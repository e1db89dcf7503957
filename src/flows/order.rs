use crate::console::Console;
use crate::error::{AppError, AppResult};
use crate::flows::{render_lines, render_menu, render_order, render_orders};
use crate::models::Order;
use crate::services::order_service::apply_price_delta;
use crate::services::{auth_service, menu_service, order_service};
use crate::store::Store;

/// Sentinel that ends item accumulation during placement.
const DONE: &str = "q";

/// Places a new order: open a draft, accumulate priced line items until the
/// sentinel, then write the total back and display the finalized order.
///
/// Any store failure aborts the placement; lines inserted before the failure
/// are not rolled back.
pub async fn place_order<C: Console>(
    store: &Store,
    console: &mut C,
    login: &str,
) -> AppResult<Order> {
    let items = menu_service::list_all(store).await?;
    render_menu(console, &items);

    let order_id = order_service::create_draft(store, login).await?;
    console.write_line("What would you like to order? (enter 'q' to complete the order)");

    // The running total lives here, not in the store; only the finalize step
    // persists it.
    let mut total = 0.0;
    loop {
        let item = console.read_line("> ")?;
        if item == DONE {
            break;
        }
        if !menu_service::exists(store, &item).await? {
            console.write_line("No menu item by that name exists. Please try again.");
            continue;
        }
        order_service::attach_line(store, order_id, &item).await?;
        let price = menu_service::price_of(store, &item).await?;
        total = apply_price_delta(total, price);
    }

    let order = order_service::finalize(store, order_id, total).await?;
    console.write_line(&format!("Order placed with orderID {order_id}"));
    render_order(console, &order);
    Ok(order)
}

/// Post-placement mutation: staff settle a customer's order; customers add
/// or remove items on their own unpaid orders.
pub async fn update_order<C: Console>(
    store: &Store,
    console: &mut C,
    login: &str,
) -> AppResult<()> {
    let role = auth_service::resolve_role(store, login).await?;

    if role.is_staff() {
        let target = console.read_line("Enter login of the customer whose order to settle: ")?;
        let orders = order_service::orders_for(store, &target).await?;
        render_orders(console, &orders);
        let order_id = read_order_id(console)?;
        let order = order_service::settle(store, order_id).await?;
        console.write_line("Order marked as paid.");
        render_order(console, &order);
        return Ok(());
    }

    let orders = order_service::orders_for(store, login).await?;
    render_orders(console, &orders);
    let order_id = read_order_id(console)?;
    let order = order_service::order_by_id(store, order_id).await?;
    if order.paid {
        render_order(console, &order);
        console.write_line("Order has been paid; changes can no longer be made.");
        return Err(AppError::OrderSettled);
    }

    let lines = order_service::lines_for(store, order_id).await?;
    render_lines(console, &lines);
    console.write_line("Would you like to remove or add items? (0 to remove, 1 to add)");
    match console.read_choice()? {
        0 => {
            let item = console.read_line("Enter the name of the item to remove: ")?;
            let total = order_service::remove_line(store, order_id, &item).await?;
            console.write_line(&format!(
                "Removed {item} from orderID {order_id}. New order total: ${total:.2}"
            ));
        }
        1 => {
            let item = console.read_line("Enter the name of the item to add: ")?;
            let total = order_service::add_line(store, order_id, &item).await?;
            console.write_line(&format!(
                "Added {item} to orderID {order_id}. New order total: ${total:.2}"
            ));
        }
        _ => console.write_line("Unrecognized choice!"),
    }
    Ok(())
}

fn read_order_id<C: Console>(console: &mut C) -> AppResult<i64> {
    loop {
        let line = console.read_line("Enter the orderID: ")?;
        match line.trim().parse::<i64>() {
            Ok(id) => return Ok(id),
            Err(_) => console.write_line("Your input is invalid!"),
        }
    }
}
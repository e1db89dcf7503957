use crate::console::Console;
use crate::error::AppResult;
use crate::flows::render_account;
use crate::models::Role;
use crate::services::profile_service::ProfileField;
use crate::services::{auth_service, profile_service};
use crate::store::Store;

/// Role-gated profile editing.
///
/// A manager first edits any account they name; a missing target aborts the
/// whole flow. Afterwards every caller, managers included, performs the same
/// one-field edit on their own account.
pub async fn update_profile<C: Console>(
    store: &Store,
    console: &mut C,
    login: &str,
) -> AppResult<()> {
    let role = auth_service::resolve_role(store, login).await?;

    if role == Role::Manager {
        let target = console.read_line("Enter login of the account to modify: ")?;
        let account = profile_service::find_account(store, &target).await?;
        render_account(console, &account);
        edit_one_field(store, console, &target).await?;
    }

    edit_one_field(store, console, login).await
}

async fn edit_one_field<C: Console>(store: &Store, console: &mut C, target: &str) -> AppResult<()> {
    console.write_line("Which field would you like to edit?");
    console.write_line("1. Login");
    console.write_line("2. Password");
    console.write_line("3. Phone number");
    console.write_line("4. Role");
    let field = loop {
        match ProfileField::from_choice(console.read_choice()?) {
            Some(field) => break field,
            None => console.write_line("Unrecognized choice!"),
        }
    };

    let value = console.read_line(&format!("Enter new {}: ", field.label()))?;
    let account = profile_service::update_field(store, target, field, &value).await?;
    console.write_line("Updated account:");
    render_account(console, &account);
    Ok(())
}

........

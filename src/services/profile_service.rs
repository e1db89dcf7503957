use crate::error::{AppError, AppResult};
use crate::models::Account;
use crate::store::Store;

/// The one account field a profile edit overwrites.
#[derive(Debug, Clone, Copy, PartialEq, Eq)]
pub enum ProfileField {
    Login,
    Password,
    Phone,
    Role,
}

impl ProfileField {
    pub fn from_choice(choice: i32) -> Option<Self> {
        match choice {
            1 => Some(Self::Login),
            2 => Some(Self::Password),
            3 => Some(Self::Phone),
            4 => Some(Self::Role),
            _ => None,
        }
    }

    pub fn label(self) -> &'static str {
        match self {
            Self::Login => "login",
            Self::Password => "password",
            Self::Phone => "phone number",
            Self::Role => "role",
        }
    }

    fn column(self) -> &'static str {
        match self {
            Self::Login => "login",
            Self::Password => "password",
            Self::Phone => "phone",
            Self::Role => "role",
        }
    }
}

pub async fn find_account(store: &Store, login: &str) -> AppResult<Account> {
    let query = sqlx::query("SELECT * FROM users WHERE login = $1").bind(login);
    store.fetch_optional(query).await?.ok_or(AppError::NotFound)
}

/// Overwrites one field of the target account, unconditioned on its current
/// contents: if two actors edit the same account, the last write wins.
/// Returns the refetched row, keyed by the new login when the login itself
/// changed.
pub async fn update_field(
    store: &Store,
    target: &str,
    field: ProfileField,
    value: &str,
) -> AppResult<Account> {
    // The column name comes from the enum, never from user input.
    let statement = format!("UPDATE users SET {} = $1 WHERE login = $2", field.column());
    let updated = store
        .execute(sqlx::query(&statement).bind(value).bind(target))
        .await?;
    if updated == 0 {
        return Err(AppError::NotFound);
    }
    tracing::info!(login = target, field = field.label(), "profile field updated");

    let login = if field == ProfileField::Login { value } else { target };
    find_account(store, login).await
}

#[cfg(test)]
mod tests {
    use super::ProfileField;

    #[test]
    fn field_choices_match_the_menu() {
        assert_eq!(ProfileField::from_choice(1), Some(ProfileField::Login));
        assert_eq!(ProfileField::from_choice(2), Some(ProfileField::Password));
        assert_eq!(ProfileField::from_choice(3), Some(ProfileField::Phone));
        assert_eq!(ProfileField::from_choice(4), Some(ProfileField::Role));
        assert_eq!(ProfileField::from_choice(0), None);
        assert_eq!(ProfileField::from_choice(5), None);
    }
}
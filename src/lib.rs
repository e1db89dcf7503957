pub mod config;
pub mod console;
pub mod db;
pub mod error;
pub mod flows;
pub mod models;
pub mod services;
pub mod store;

........

= Task objective =
Working through the data above, find every line holding "static" and copy it.

= Written answer =
    pub fn label(self) -> &'static str {
    fn column(self) -> &'static str {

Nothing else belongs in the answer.